Neil is bigger now and louder. Some of its behaviors – crushing human infrastructure, for example – are “atypical” for a young elephant seal, Beltran says. But they’re not a complete departure from what biologists would expect from a seal like Neil.

“It actually appears to be displaying normal juvenile elephant seal behavior,” Field says. Neil will not be fully grown until he is nine or ten years old. In a colony, young males typically “joust” or “face off” by chest-bumping or nipping each other – a sort of fighting game before adulthood takes hold.
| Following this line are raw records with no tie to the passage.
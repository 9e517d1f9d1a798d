// Authentication module
// Decision: Stateless JWT access/refresh tokens, bcrypt password hashes
// Decision: Email/password is the only login method

pub mod config;
pub mod jwt;
pub mod middleware;
pub mod password;
pub mod routes;
pub mod service;

pub use config::{AuthConfig, JwtConfig, SigningAlgorithm};
pub use jwt::{TokenPair, TokenService};
pub use middleware::{AuthState, AuthUser, FromRef};
pub use password::PasswordHasher;
pub use routes::{routes, AuthRoutesState};
pub use service::{AuthResponse, AuthService};
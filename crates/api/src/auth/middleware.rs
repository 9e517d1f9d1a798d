// Authentication middleware and extractors
// Decision: Support both cookie-based (browser) and header-based (API) auth; the cookie wins
// Decision: The guard only verifies the token; it never touches the credential store

use axum::{
    extract::FromRequestParts,
    http::{header, request::Parts, HeaderMap},
};
use axum_extra::extract::CookieJar;
use eventhub_core::Error;
use std::sync::Arc;
use uuid::Uuid;

use super::{config::TOKEN_COOKIE, jwt::TokenService};
use crate::api::error::ApiError;

/// Authenticated identity extracted from a verified access token
#[derive(Debug, Clone, Copy, PartialEq, Eq)]
pub struct AuthUser {
    /// User ID
    pub id: Uuid,
}

/// Auth state shared across routes
#[derive(Clone)]
pub struct AuthState {
    pub tokens: Arc<TokenService>,
}

impl AuthState {
    pub fn new(tokens: Arc<TokenService>) -> Self {
        Self { tokens }
    }
}

/// Helper trait for extracting AuthState from application state
pub trait FromRef<T> {
    fn from_ref(input: &T) -> Self;
}

impl FromRef<AuthState> for AuthState {
    fn from_ref(input: &AuthState) -> Self {
        input.clone()
    }
}

/// Extractor for authenticated user
/// This is required - returns 401 if not authenticated, before the handler runs
#[axum::async_trait]
impl<S> FromRequestParts<S> for AuthUser
where
    S: Send + Sync,
    AuthState: FromRef<S>,
{
    type Rejection = ApiError;

    async fn from_request_parts(parts: &mut Parts, state: &S) -> Result<Self, Self::Rejection> {
        let auth_state = AuthState::from_ref(state);
        authenticate(&parts.headers, &auth_state.tokens).map_err(ApiError::from)
    }
}

/// Find the request's token: `token` cookie first, then `Authorization: Bearer`
pub fn extract_token(headers: &HeaderMap) -> Option<String> {
    let jar = CookieJar::from_headers(headers);
    if let Some(cookie) = jar.get(TOKEN_COOKIE) {
        if !cookie.value().is_empty() {
            return Some(cookie.value().to_string());
        }
    }

    headers
        .get(header::AUTHORIZATION)
        .and_then(|value| value.to_str().ok())
        .and_then(|value| value.strip_prefix("Bearer "))
        .map(str::trim)
        .filter(|token| !token.is_empty())
        .map(str::to_string)
}

/// Authenticate a request from its headers
pub fn authenticate(headers: &HeaderMap, tokens: &TokenService) -> Result<AuthUser, Error> {
    let Some(token) = extract_token(headers) else {
        tracing::debug!(reason = "missing credential", "Rejected unauthenticated request");
        return Err(Error::missing_credential());
    };

    match tokens.verify_access(&token) {
        Ok(id) => Ok(AuthUser { id }),
        Err(_) => {
            tracing::warn!(reason = "invalid credential", "Rejected request with invalid token");
            Err(Error::invalid_credential())
        }
    }
}

#[cfg(test)]
mod tests {
    use super::*;
    use crate::auth::config::JwtConfig;
    use axum::http::HeaderValue;
    use eventhub_core::UnauthorizedReason;

    fn service() -> TokenService {
        TokenService::new(JwtConfig::new("middleware-test-secret-0123456789abcdef"))
    }

    fn headers(pairs: &[(header::HeaderName, String)]) -> HeaderMap {
        let mut map = HeaderMap::new();
        for (name, value) in pairs {
            map.append(name.clone(), HeaderValue::from_str(value).unwrap());
        }
        map
    }

    #[test]
    fn test_missing_credential() {
        let result = authenticate(&HeaderMap::new(), &service());
        assert!(matches!(
            result,
            Err(Error::Unauthorized(UnauthorizedReason::MissingCredential))
        ));
    }

    #[test]
    fn test_bearer_token_accepted() {
        let service = service();
        let user_id = Uuid::now_v7();
        let pair = service.issue_token_pair(user_id).unwrap();

        let headers = headers(&[(
            header::AUTHORIZATION,
            format!("Bearer {}", pair.access_token),
        )]);
        let user = authenticate(&headers, &service).unwrap();
        assert_eq!(user.id, user_id);
    }

    #[test]
    fn test_cookie_takes_precedence_over_header() {
        let service = service();
        let cookie_user = Uuid::now_v7();
        let header_user = Uuid::now_v7();
        let cookie_pair = service.issue_token_pair(cookie_user).unwrap();
        let header_pair = service.issue_token_pair(header_user).unwrap();

        let headers = headers(&[
            (
                header::COOKIE,
                format!("{}={}", TOKEN_COOKIE, cookie_pair.access_token),
            ),
            (
                header::AUTHORIZATION,
                format!("Bearer {}", header_pair.access_token),
            ),
        ]);
        assert_eq!(authenticate(&headers, &service).unwrap().id, cookie_user);
    }

    #[test]
    fn test_empty_cookie_falls_back_to_header() {
        let service = service();
        let user_id = Uuid::now_v7();
        let pair = service.issue_token_pair(user_id).unwrap();

        let headers = headers(&[
            (header::COOKIE, format!("{}=", TOKEN_COOKIE)),
            (
                header::AUTHORIZATION,
                format!("Bearer {}", pair.access_token),
            ),
        ]);
        assert_eq!(authenticate(&headers, &service).unwrap().id, user_id);
    }

    #[test]
    fn test_invalid_credential() {
        let headers = headers(&[(header::AUTHORIZATION, "Bearer not-a-jwt".to_string())]);
        assert!(matches!(
            authenticate(&headers, &service()),
            Err(Error::Unauthorized(UnauthorizedReason::InvalidCredential))
        ));
    }

    #[test]
    fn test_refresh_token_does_not_authenticate() {
        let service = service();
        let pair = service.issue_token_pair(Uuid::now_v7()).unwrap();
        let headers = headers(&[(
            header::AUTHORIZATION,
            format!("Bearer {}", pair.refresh_token),
        )]);
        assert!(matches!(
            authenticate(&headers, &service),
            Err(Error::Unauthorized(UnauthorizedReason::InvalidCredential))
        ));
    }

    #[test]
    fn test_non_bearer_scheme_is_missing() {
        let basic = headers(&[(header::AUTHORIZATION, "Basic dXNlcjpwYXNz".to_string())]);
        assert_eq!(extract_token(&basic), None);
        let blank = headers(&[(header::AUTHORIZATION, "Bearer   ".to_string())]);
        assert_eq!(extract_token(&blank), None);
    }
}
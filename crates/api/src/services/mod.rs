// Services layer for business logic
// Services own business rules, calling storage directly

pub mod event;

pub use event::EventService;
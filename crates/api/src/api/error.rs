// HTTP error translation
// Decision: Handlers return ApiError; this is the only place errors become status codes
// Decision: Internal detail is logged here and replaced by a generic message

use axum::{
    http::StatusCode,
    response::{IntoResponse, Response},
    Json,
};
use eventhub_core::Error;

use super::common::ErrorResponse;
use crate::storage::StorageError;

#[derive(Debug)]
pub struct ApiError(pub Error);

impl From<Error> for ApiError {
    fn from(err: Error) -> Self {
        Self(err)
    }
}

impl From<StorageError> for ApiError {
    fn from(err: StorageError) -> Self {
        Self(err.into())
    }
}

impl ApiError {
    pub fn status(&self) -> StatusCode {
        match &self.0 {
            Error::Validation(_) => StatusCode::BAD_REQUEST,
            Error::Conflict => StatusCode::CONFLICT,
            Error::InvalidCredentials | Error::InvalidToken | Error::Unauthorized(_) => {
                StatusCode::UNAUTHORIZED
            }
            Error::NotFound(_) => StatusCode::NOT_FOUND,
            Error::Hashing | Error::Internal(_) => StatusCode::INTERNAL_SERVER_ERROR,
        }
    }
}

impl IntoResponse for ApiError {
    fn into_response(self) -> Response {
        let status = self.status();
        let body = match self.0 {
            Error::Validation(details) => ErrorResponse::with_details("Validation error", details),
            err if err.is_internal() => {
                tracing::error!("Request failed: {:#}", err);
                ErrorResponse::new("Internal server error")
            }
            err => ErrorResponse::new(err.to_string()),
        };
        (status, Json(body)).into_response()
    }
}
But in Tasmania, Neil is a loner. “Since there are no other seals, it finds other things like cars, poles and cones to express this natural and normal behavior,” Field explains. It’s good that he’s expressing these behaviors, she adds, although he also lacks the social interaction with his own kind that male seals usually need to one day establish a “harem” of female elephant seals.

For now, Neil has more of a horde of human fans. (For his and the public’s safety, wildlife officials urged viewers to keep a close eye. respectful distance by Neil.)

And Neil’s appearance in Tasmania is a potential positive for the species, which is listed as “vulnerable” in Australia. Elephant seals were once common in parts of Tasmania but were “wiped out” by hunters in the early 1800s, Carlyon told the same media briefing. Globally, the species is also threatened by sea ​​level rise and stronger storms led by climate change, as well as overfishing and bird flu.

“Neil is potentially one of the first southern elephant seal pups to be born in Tasmania,” Carlyon said. His return could mean a step towards the recovery of his species. “Regardless of the resource burden and challenges Neil throws at us, we are happy to see him.”